I'm scared
I am scared.
I am sad.
I don't know what's happening to me but I just feel.... I don't even know how to explain it properly.
I'll try though.
I feel sad. Extremely sad. Like my soul is being drenched in this emotion and it can't escape it.
I feel like I can't talk to anyone. Not really. I have to be there for them. But every day, the sadness and misery gets worse. It's started to feel like I'm slowly sinking in quicksand crying out for help, and everyone I know is around the sand, with tons of stuff that could pull me out, but they're just watching me. They won't help me, or listen or anything. And eventually, I'll sink. And at this point, I don't know if I want to be saved. I don't know if I want someone to listen, or to help me, or pull me out. I don't know if I ever want to be happy again.
My best friend probably doesn't read this book. Which I guess is good. Because I don't want them to know but at the same time I do.
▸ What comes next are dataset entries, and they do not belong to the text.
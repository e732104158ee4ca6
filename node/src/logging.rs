//! Structured logging initialisation.
//!
//! Two output formats are supported:
//! - [`LogFormat::Human`]: human-readable lines for development.
//! - [`LogFormat::Json`]: newline-delimited JSON for log aggregation.
//!
//! `RUST_LOG` overrides the caller-supplied level when set.

use std::fmt;
use std::str::FromStr;

use serde::{Deserialize, Serialize};
use tracing_subscriber::{fmt as layer_fmt, layer::SubscriberExt, util::SubscriberInitExt, EnvFilter};

use crate::NodeError;

#[derive(Debug, Clone, Copy, Default, PartialEq, Eq, Serialize, Deserialize)]
#[serde(rename_all = "lowercase")]
pub enum LogFormat {
    #[default]
    Human,
    Json,
}

impl fmt::Display for LogFormat {
    fn fmt(&self, f: &mut fmt::Formatter<'_>) -> fmt::Result {
        f.write_str(match self {
            LogFormat::Human => "human",
            LogFormat::Json => "json",
        })
    }
}

impl FromStr for LogFormat {
    type Err = NodeError;

    fn from_str(s: &str) -> Result<Self, Self::Err> {
        match s {
            "human" => Ok(LogFormat::Human),
            "json" => Ok(LogFormat::Json),
            other => Err(NodeError::Config(format!("unknown log format {other:?}"))),
        }
    }
}

/// Install the global tracing subscriber. Only the first call in a process
/// takes effect.
pub fn init_logging(format: LogFormat, level: &str) {
    let filter = EnvFilter::try_from_default_env().unwrap_or_else(|_| EnvFilter::new(level));

    let installed = match format {
        LogFormat::Human => tracing_subscriber::registry()
            .with(filter)
            .with(layer_fmt::layer().with_target(true))
            .try_init(),
        LogFormat::Json => tracing_subscriber::registry()
            .with(filter)
            .with(
                layer_fmt::layer()
                    .json()
                    .with_target(true)
                    .with_thread_ids(true),
            )
            .try_init(),
    };
    if installed.is_err() {
        tracing::debug!("tracing subscriber already installed");
    }
}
I'm kinda scared that they'll tell me that I'm just being silly. Or that I'm overreacting. Or even worse, that I'm too clingy and annoying and that I've been replaced.
I already know it will happen. I think it already has. But I also know that I'm expendable. I'm just the person who keeps the friendship spot warm for the real friend. No one actually wants or needs me. I'm just there until someone better comes along.